» Work to be completed:
For the entries that follow, restate word for word the line containing "let diff = ai - bi;", the line containing "pub fn manhattan(a: &[T], b: &[T])", and every line that lies between them.

[Opening Information supplied section]

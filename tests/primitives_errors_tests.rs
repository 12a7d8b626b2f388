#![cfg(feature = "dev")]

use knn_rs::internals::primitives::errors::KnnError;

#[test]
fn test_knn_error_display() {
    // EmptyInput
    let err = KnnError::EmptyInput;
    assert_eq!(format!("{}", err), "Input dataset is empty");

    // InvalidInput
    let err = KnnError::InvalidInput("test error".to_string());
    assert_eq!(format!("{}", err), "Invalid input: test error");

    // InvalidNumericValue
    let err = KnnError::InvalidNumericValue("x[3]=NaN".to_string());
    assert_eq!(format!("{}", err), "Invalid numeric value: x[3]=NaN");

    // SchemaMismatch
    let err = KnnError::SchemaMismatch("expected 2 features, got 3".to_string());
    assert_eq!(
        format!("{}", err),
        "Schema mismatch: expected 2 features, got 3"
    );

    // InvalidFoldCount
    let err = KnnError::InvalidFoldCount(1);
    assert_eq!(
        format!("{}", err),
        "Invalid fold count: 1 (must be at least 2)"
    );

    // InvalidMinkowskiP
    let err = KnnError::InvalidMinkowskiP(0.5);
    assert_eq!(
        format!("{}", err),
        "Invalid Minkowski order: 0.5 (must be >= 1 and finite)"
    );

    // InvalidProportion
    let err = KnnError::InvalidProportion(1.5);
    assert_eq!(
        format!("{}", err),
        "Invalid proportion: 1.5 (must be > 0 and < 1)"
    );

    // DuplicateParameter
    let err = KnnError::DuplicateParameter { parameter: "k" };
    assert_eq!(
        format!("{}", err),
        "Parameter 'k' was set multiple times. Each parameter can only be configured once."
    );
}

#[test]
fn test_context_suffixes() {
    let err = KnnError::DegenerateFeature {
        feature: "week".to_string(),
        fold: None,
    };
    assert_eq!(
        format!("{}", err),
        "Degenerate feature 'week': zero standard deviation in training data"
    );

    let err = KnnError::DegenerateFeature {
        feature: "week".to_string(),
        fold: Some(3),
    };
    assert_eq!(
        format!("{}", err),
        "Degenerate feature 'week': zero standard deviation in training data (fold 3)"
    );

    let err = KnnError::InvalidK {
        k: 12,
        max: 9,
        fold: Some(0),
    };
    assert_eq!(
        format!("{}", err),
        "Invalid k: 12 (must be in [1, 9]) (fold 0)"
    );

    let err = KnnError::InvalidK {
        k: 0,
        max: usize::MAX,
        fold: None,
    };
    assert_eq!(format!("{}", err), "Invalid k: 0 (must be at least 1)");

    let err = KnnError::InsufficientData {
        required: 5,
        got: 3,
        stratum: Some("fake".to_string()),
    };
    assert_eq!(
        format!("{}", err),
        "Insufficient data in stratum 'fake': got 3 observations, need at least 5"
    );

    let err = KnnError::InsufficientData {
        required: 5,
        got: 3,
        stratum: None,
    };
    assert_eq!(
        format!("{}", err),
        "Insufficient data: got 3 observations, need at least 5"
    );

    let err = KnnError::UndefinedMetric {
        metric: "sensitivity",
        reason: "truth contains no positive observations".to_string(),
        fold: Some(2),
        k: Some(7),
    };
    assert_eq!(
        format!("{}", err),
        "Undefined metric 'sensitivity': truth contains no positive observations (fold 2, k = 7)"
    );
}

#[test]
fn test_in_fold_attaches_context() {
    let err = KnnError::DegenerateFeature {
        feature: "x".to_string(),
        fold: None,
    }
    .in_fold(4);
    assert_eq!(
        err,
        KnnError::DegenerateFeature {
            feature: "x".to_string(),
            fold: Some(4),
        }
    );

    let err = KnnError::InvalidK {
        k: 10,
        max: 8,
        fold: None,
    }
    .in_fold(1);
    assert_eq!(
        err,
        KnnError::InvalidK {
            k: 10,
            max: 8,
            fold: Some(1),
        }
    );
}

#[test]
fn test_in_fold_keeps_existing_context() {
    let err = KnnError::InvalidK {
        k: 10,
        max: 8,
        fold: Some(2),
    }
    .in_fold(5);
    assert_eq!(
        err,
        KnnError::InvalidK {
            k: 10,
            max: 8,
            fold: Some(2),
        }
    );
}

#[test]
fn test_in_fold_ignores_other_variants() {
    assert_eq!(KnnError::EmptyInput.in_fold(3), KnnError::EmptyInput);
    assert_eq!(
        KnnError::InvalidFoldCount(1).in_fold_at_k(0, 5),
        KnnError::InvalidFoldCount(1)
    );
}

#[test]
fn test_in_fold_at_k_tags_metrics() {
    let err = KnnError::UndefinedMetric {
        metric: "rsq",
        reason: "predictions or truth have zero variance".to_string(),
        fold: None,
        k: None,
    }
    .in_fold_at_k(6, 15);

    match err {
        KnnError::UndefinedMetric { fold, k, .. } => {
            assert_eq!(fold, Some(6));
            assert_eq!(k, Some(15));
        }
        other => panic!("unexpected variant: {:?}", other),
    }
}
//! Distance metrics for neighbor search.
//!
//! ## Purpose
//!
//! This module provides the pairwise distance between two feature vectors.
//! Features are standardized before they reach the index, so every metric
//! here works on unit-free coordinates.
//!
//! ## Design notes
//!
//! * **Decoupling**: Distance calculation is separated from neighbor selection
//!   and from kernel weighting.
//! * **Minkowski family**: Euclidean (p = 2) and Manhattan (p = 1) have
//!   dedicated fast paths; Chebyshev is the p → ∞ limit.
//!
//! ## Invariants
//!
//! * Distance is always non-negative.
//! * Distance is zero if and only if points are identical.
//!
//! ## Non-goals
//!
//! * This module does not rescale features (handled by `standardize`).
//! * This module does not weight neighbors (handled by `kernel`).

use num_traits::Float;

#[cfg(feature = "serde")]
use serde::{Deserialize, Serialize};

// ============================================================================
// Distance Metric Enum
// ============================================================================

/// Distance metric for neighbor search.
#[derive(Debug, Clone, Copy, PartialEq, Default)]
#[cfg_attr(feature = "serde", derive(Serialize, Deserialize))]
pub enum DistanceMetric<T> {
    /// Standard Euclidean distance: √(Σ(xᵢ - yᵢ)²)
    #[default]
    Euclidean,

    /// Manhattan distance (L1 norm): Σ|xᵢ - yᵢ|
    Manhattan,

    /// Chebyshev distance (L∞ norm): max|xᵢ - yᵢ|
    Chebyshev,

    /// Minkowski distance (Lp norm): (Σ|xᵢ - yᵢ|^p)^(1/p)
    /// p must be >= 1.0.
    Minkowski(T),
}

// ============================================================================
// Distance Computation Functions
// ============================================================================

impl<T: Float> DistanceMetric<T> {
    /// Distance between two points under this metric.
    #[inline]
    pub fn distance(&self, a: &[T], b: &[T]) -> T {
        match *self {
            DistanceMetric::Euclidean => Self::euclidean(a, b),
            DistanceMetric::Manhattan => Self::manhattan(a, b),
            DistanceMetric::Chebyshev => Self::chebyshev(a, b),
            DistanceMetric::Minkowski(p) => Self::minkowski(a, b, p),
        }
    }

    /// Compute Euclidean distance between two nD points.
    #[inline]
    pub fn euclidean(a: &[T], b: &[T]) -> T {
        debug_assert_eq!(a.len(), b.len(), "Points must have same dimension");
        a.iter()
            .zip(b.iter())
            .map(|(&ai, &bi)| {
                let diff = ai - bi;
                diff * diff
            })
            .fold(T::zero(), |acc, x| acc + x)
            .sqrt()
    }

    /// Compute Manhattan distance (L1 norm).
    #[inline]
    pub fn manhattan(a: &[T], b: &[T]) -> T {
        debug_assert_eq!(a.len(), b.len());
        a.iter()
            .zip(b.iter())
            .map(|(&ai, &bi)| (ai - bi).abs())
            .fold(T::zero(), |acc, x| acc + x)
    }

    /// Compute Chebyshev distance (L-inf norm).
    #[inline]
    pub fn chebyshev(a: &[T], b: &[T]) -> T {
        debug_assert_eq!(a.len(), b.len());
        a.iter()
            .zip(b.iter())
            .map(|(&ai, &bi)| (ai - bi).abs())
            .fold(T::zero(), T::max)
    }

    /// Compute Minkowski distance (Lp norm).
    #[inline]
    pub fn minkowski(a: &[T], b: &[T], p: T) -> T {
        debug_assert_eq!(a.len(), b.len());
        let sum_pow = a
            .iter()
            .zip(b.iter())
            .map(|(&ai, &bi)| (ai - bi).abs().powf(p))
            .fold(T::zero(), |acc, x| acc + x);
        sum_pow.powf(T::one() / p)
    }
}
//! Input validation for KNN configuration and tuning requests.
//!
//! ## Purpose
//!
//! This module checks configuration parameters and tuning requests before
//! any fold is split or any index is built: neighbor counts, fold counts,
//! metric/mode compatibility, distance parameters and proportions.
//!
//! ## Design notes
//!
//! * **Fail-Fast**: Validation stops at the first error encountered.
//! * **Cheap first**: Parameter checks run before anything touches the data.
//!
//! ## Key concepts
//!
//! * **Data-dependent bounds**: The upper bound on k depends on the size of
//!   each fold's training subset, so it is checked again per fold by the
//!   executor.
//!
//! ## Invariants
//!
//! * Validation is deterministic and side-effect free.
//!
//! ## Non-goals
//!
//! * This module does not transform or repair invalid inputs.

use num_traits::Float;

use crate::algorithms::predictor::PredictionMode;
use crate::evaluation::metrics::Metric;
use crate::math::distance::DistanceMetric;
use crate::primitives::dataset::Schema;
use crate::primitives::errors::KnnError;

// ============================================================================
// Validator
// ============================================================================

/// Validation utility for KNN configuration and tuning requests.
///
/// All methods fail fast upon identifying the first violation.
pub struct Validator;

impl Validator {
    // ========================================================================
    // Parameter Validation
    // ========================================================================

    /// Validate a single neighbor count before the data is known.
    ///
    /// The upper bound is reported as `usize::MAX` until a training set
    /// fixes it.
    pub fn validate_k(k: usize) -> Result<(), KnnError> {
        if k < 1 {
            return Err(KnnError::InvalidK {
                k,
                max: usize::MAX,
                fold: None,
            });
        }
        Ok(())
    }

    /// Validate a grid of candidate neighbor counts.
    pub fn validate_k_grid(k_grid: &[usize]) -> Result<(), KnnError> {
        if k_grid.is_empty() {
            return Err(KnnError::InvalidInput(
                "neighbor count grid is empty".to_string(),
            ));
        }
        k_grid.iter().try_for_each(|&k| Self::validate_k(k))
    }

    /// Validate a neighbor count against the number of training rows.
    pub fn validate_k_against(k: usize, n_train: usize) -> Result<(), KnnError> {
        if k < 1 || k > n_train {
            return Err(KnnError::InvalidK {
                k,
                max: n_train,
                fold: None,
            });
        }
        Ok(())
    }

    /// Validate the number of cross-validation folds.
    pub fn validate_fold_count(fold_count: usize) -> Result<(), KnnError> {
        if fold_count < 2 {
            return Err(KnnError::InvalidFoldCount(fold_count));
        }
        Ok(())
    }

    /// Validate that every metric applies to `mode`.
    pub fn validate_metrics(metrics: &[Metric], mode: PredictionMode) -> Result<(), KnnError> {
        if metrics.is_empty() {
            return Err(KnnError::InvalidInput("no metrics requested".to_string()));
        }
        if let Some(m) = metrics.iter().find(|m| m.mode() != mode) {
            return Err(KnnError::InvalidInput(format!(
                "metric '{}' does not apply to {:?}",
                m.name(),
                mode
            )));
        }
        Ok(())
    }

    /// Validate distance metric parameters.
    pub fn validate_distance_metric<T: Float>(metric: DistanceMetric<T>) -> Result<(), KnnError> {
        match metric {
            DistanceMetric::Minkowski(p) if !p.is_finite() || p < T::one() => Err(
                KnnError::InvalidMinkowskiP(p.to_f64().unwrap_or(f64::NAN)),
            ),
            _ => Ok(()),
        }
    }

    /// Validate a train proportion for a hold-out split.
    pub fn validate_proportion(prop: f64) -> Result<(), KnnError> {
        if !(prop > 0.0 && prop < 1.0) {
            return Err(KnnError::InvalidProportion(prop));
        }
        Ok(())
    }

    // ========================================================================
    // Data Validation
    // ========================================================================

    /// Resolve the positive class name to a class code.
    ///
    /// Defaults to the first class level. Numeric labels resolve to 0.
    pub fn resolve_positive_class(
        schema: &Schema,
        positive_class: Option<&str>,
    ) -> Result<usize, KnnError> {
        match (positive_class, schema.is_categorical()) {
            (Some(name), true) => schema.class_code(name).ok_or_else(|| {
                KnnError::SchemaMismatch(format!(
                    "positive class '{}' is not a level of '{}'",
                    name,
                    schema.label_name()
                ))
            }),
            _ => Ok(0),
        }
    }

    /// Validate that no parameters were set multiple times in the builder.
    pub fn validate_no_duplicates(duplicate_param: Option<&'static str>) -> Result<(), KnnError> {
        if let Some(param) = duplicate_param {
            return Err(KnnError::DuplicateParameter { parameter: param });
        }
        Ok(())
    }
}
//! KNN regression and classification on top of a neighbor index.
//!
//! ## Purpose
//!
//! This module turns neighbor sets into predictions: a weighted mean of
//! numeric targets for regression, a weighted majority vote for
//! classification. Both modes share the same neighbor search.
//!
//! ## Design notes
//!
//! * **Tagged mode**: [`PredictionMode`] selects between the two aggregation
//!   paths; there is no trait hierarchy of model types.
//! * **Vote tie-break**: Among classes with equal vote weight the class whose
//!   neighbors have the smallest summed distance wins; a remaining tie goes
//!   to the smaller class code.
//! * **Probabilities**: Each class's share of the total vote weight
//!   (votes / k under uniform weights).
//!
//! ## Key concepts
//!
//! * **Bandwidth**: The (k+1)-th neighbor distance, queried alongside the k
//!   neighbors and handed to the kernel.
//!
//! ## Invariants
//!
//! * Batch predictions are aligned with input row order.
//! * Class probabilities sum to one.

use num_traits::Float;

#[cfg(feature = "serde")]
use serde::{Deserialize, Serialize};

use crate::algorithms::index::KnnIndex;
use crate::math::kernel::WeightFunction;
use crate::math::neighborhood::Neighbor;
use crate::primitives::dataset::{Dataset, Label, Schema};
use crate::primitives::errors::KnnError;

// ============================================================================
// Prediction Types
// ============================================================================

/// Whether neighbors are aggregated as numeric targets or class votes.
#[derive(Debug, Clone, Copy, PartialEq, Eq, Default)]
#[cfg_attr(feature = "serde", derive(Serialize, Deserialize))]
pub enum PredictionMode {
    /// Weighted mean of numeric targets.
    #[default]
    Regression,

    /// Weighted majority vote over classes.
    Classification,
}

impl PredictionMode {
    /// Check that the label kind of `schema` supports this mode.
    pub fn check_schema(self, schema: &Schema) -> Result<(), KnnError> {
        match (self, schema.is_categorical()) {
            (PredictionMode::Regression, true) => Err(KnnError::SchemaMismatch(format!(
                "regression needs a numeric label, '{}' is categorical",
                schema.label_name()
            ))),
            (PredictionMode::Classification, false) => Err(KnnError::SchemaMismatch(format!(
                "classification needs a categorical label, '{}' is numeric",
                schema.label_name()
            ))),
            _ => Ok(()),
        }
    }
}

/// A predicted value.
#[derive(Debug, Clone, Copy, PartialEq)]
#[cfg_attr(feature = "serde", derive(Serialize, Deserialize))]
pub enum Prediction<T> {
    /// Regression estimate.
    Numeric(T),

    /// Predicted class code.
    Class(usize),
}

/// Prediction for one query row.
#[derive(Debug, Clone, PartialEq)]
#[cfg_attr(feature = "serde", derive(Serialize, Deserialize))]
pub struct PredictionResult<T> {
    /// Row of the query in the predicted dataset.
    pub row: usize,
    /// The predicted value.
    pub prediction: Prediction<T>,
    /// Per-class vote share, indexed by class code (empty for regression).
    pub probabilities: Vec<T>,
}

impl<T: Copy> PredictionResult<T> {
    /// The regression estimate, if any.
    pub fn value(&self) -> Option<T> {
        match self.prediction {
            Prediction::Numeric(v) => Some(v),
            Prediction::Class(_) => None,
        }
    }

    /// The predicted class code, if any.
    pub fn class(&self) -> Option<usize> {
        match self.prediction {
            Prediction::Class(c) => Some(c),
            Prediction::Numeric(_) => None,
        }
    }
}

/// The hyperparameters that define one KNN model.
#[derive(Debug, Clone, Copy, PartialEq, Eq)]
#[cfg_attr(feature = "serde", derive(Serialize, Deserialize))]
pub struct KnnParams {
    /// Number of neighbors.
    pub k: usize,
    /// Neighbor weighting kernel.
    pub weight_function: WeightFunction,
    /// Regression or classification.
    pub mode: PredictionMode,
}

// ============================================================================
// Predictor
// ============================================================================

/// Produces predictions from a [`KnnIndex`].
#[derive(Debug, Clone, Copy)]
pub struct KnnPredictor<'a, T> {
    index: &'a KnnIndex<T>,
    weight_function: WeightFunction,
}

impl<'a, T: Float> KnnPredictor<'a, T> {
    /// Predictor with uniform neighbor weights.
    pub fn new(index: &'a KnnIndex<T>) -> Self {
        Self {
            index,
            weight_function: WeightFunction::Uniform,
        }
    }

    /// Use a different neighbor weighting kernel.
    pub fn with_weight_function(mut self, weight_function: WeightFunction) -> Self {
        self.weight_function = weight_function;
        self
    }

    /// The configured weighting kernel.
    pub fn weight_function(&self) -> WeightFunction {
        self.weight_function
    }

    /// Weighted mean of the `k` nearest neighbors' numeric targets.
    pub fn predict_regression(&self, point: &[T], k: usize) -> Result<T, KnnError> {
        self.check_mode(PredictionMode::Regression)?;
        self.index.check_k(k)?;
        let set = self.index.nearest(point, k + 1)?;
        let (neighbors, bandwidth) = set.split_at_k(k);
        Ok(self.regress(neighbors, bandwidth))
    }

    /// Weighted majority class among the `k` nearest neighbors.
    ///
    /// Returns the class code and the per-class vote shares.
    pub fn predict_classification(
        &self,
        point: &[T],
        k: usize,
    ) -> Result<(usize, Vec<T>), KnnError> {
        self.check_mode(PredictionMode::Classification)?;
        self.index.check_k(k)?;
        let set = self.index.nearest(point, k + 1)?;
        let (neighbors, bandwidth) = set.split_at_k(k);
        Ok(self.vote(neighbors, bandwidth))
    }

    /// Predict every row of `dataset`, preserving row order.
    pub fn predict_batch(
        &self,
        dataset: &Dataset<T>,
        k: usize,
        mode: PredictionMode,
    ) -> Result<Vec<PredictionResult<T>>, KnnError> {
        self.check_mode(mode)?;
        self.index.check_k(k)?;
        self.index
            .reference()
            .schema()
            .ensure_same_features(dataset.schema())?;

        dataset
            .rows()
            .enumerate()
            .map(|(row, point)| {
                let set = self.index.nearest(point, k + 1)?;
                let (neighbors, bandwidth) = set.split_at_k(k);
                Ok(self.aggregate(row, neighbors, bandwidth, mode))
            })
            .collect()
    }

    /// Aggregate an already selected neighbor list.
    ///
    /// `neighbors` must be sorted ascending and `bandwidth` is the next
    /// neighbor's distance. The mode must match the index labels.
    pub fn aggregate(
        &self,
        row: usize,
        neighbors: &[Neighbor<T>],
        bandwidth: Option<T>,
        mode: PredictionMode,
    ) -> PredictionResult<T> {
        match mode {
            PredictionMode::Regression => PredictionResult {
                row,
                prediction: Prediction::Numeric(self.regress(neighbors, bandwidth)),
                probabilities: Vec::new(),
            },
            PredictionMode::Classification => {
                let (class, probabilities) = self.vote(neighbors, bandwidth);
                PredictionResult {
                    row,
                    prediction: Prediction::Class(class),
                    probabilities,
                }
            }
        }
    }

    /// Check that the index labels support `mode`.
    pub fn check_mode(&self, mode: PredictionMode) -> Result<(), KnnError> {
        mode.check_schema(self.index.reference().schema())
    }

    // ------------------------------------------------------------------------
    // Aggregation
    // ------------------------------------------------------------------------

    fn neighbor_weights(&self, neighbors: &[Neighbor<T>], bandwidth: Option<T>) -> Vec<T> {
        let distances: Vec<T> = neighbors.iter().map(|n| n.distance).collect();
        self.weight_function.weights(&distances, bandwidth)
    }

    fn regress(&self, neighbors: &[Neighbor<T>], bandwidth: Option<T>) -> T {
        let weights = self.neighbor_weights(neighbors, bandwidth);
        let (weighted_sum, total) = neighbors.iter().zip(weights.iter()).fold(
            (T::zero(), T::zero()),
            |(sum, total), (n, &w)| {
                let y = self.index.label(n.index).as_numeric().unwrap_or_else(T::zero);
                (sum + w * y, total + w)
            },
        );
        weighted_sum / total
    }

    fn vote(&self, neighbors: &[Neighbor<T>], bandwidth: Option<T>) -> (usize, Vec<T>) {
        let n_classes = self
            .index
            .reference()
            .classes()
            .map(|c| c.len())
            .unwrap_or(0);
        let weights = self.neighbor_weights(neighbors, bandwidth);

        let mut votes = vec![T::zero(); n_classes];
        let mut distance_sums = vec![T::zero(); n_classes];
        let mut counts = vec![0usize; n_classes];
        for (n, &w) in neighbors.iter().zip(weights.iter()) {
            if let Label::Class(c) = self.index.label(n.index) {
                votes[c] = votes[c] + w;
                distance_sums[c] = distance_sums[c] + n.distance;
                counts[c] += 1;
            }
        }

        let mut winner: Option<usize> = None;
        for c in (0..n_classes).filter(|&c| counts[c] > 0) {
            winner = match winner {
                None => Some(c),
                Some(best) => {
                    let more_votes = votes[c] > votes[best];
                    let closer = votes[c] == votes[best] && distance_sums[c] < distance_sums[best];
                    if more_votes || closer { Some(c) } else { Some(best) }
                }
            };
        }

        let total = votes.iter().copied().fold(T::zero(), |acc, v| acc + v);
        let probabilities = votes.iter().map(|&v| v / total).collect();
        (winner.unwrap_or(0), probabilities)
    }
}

[Closing Information supplied section]

» Written solution:
                let diff = ai - bi;
                diff * diff
            })
            .fold(T::zero(), |acc, x| acc + x)
            .sqrt()
    }

    /// Compute Manhattan distance (L1 norm).
    #[inline]
    pub fn manhattan(a: &[T], b: &[T]) -> T {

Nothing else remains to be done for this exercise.